Es una práctica que no aporta ningún beneficio y causa un daño de por vida, y aun así la han sufrido cientos de millones de mujeres. El 6 de febrero se conmemora el Día Internacional de Tolerancia Cero con la Mutilación Genital Femenina, proclamado por la ONU para erradicar una grave violación de los derechos humanos.
¿Qué es y por qué se conmemora?
La mutilación genital femenina (MGF) comprende todos los procedimientos que dañan o alteran los órganos genitales femeninos sin razón médica. No tiene ningún beneficio para la salud: provoca dolor, hemorragias, infecciones y secuelas físicas y psicológicas de por vida. La ONU la considera una forma extrema de discriminación y violencia contra mujeres y niñas, profundamente ligada a la desigualdad de género.
Historia y origen del Día
La Asamblea General de la ONU adoptó en 2012 la resolución 67/146, que designó el 6 de febrero. Desde 2008, UNFPA y UNICEF lideran el mayor programa mundial para eliminar esta práctica, trabajando con comunidades, líderes religiosos y gobiernos para cambiarla desde dentro, no imponiéndola desde fuera.

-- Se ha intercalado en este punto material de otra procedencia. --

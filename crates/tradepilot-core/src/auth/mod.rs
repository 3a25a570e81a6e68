//! Authentication module for the dashboard's session endpoints.
//!
//! This module provides:
//! - `AuthApi`: login, register, logout and current-user calls on top of
//!   `ApiClient`, each with the session handling its endpoint needs
//!
//! The session itself is an HTTP-only cookie and is never read here.

pub mod session;

pub use session::{AuthApi, Credentials, Registration, SessionUser};
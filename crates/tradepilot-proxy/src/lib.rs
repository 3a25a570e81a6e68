//! Cookie-preserving proxy routes for the TradePilot dashboard.
//!
//! The dashboard talks to the backend through these routes so the session
//! cookie is same-origin. Requests are relayed verbatim in both directions.

pub mod config;
pub mod error;
pub mod server;

pub use config::ProxyConfig;
pub use error::ProxyError;
pub use server::{create_router, ProxyState};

Una práctica evitable, no una tradición intocable
La MGF se concentra en una treintena de países de África, Asia y Oriente Medio, donde a menudo se justifica por presión social o creencias erróneas. Pero no es inevitable: allí donde las comunidades han recibido información y las mujeres han ganado voz, la práctica retrocede. El abandono colectivo y voluntario, no la imposición, es lo que de verdad funciona. Cada niña protegida es una victoria concreta.
La realidad en España y Portugal
El fenómeno también llega a Europa con la migración, aunque de forma marginal. En España, más de 3.600 niñas están consideradas en riesgo, y existen protocolos sanitarios y educativos de prevención; los casos practicados en el país son excepcionales. En Portugal, los servicios de salud detectaron 254 casos en 2024, todos en mujeres que ya habían sufrido la MGF antes de migrar: ninguno se practicó en territorio portugués. El reto es prevenir, no estigmatizar a ninguna comunidad.
Un daño que dura toda la vida
La MGF no es un acto aislado: sus consecuencias acompañan a la mujer durante décadas. A corto plazo provoca dolor intenso, hemorragias e infecciones graves, y en los casos más extremos la muerte. A largo plazo deja complicaciones en el parto que ponen en riesgo a la madre y al bebé, dolor crónico, problemas urinarios y profundas secuelas psicológicas, como ansiedad, depresión o estrés postraumático. Por eso la Organización Mundial de la Salud la considera, además de una violación de los derechos humanos, un problema de salud pública de primer orden. La respuesta no puede ser solo legal: hace falta atender a las supervivientes, médica y psicológicamente, y acompañarlas sin juzgarlas. Países de acogida como España han empezado a incorporar esa atención especializada a sus sistemas sanitarios, reconociendo que detrás de cada caso hay una mujer que necesita cuidado, no estigma.
Cómo contribuir
- Infórmate con rigor y sin prejuicios sobre qué es y dónde ocurre.
- Apoya a las organizaciones que trabajan con las comunidades afectadas.
- Si trabajas en sanidad o educación, conoce los protocolos de prevención.
- Habla del tema con respeto, centrándote en los derechos de las niñas.
- Difunde la concienciación con #ToleranciaCeroMGF.
Ninguna tradición justifica el daño a una niña. El Día Internacional de Tolerancia Cero con la Mutilación Genital Femenina recuerda que proteger su integridad y su futuro es una responsabilidad de toda la humanidad, y que la meta —cero casos— es alcanzable.